US & World

SEIU's First Female President Sets Out To Heal Rifts

Mary Kay Henry replaces Andy Stern, who retired last month from the top job at the 2.2 million-member Service Employees International Union. SEIU's membership grew under Stern -- but so did some bitter internal divisions. Henry pledges to bridge those gaps, while also beefing up the union's organizing and its political clout.

Mary Kay Henry, the first female president of the 2.2 million-member Service Employees International Union, inherits an organization that added scores of members while most other union's shrank. But bitter internal fights also grew under Henry's controversial predecessor, and she's now tasked with healing those rifts.

A native of Detroit -- a big union town -- Henry says she saw firsthand how unions made life better for middle-class families.

The third oldest of 10 children in a big Catholic family, she grew up wanting to work in the health care field. She graduated from college in 1979 and went to work for SEIU organizing hospital employees in California.

On Tuesday, Henry was out meeting with some union members.

"I'm so excited to have you," exclaimed one woman. "This is the greatest thing happening -- a woman in office."

The union members work in child care and early education, and they were in town to meet with members of Congress.

"For anybody that thinks that what we do, or you do every day is babysitting, we've got another thing to tell them," Henry said.

Henry, 52, has been an international executive vice president of the union for six years. This past weekend, she was elected to the top job.

"Every time I'm introduced, like this morning, I thought, 'Oh my God, I'm the president of SEIU,' " Henry says in an interview.

She says her job is to articulate the hopes of SEIU members on a national level.

"There is a deep sense, I think, on the part of our members and all working people, that there is a crisis in this country for working people, that we've had it with trying to make ends meet and not have our work rewarded," Henry says. "So I hope it will be reigniting the fire that our union has had for a very long time to address that economic crisis on behalf of all workers."

Another task she inherits is to try to deal with the aftermath of internal disputes between her predecessor and some local union members.

Andy Stern, who retired last month, had several high-profile clashes with union leaders in California. The bitter fights started over negotiating and organizing strategy and escalated, affecting tens of thousands of workers.

Henry says she'll pour her energy into addressing the still touchy situation.

"There's widespread sentiment inside of our union to try and settle that dispute," Henry says. "We agree that ... it's holding us back from moving our union forward, and we want to get it settled."

Cornell University labor expert Kate Bronfenbrenner says it's a big task, but Henry can approach the issue in ways Stern couldn't.
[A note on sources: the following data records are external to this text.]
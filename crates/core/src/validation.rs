//! Validation result types
//!
//! A failed validation is a normal value, not an error. `is_valid` is true
//! exactly when `issues` is empty, and the constructors make any other
//! combination unrepresentable.

use serde::{Deserialize, Serialize};

/// Ordinal severity of a validation issue. `critical` dominates; severity
/// never downgrades within one validation pass.
#[derive(
    Debug, Clone, Copy, PartialEq, Eq, PartialOrd, Ord, Hash, Serialize, Deserialize, Default,
)]
#[serde(rename_all = "snake_case")]
pub enum Severity {
    #[default]
    Low,
    Medium,
    High,
    Critical,
}

impl Severity {
    pub fn as_str(&self) -> &'static str {
        match self {
            Severity::Low => "low",
            Severity::Medium => "medium",
            Severity::High => "high",
            Severity::Critical => "critical",
        }
    }
}

/// Outcome of one guardrails validation call. Produced per call, never persisted.
#[derive(Debug, Clone, PartialEq, Serialize, Deserialize)]
pub struct ValidationResult {
    pub is_valid: bool,
    pub issues: Vec<String>,
    pub severity: Severity,
    /// Populated iff `!is_valid`: deterministic rule-based substitution of
    /// the offending text, always usable.
    pub sanitized_response: Option<String>,
    pub confidence: f32,
}

impl ValidationResult {
    pub fn valid(confidence: f32) -> Self {
        Self {
            is_valid: true,
            issues: Vec::new(),
            severity: Severity::Low,
            sanitized_response: None,
            confidence,
        }
    }

    pub fn invalid(
        issues: Vec<String>,
        severity: Severity,
        sanitized_response: impl Into<String>,
        confidence: f32,
    ) -> Self {
        debug_assert!(!issues.is_empty());
        Self {
            is_valid: false,
            issues,
            severity,
            sanitized_response: Some(sanitized_response.into()),
            confidence,
        }
    }

    /// Invalid result with no substitute text, for structural feedback checks
    /// where the correction merge supplies the replacement instead.
    pub fn invalid_without_substitute(
        issues: Vec<String>,
        severity: Severity,
        confidence: f32,
    ) -> Self {
        debug_assert!(!issues.is_empty());
        Self {
            is_valid: false,
            issues,
            severity,
            sanitized_response: None,
            confidence,
        }
    }

    pub fn is_critical(&self) -> bool {
        self.severity == Severity::Critical
    }
}

#[cfg(test)]
mod tests {
    use super::*;

    #[test]
    fn severity_ordering() {
        assert!(Severity::Low < Severity::Medium);
        assert!(Severity::Medium < Severity::High);
        assert!(Severity::High < Severity::Critical);
        assert_eq!(Severity::Critical.max(Severity::Low), Severity::Critical);
    }

    #[test]
    fn valid_result_has_no_issues_or_substitute() {
        let result = ValidationResult::valid(0.95);
        assert!(result.is_valid);
        assert!(result.issues.is_empty());
        assert!(result.sanitized_response.is_none());
    }

    #[test]
    fn invalid_result_carries_substitute() {
        let result = ValidationResult::invalid(
            vec!["Response too short (minimum 10 words)".into()],
            Severity::Medium,
            "I see. Could you tell me more about that?",
            0.8,
        );
        assert!(!result.is_valid);
        assert_eq!(result.is_valid, result.issues.is_empty());
        assert!(result.sanitized_response.is_some());
    }
}
//! Protobuf messages from the Widevine license protocol used by this crate.
//!
//! Only `WidevinePsshData` is needed: the audio path synthesizes it from a key
//! ID and the inspection helpers decode it to list key IDs.

#[derive(Clone, PartialEq, ::prost::Message)]
pub struct WidevinePsshData {
    #[prost(enumeration = "widevine_pssh_data::Algorithm", optional, tag = "1")]
    pub algorithm: ::core::option::Option<i32>,
    #[prost(bytes = "vec", repeated, tag = "2")]
    pub key_ids: ::prost::alloc::vec::Vec<::prost::alloc::vec::Vec<u8>>,
    #[prost(string, optional, tag = "3")]
    pub provider: ::core::option::Option<::prost::alloc::string::String>,
    #[prost(bytes = "vec", optional, tag = "4")]
    pub content_id: ::core::option::Option<::prost::alloc::vec::Vec<u8>>,
    #[prost(string, optional, tag = "6")]
    pub policy: ::core::option::Option<::prost::alloc::string::String>,
    #[prost(uint32, optional, tag = "7")]
    pub crypto_period_index: ::core::option::Option<u32>,
    #[prost(bytes = "vec", optional, tag = "8")]
    pub grouped_license: ::core::option::Option<::prost::alloc::vec::Vec<u8>>,
    #[prost(uint32, optional, tag = "9")]
    pub protection_scheme: ::core::option::Option<u32>,
}

/// Nested message and enum types in `WidevinePsshData`.
pub mod widevine_pssh_data {
    #[derive(Clone, Copy, Debug, PartialEq, Eq, Hash, PartialOrd, Ord, ::prost::Enumeration)]
    #[repr(i32)]
    pub enum Algorithm {
        Unencrypted = 0,
        Aesctr = 1,
    }

    impl Algorithm {
        pub fn as_str_name(&self) -> &'static str {
            match self {
                Self::Unencrypted => "UNENCRYPTED",
                Self::Aesctr => "AESCTR",
            }
        }
    }
}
"She can be the peacemaker because she didn't start the fight," Brofenbrenner says. "That makes it much easier for her to do it."

In the hotel meeting room in Washington on Tuesday, Henry worked the room; looking like a talk show host, she encouraged her audience to share their concerns.

And share they did: "We need retirement. We don't have a retirement plan. We work all this many years, we're giving extra that we don't really have from our families to help other families, and nobody's looking out for us."

Over the past decade, SEIU has become a major force in Democratic politics. It was an early and important supporter of candidate Barack Obama. Henry says the union's leadership is doing all it can to help get his agenda enacted.

"But at the same time, they do want to see their union pushing the president," Henry says. "Because we think it's the only way to help create a balance in this country from the forces that want to protect the status quo, from the forces that want change for working people in this country."

SEIU was also a very visible presence at health care rallies across the country over the past year, and Henry says political activity is also being beefed up for this year's midterm elections.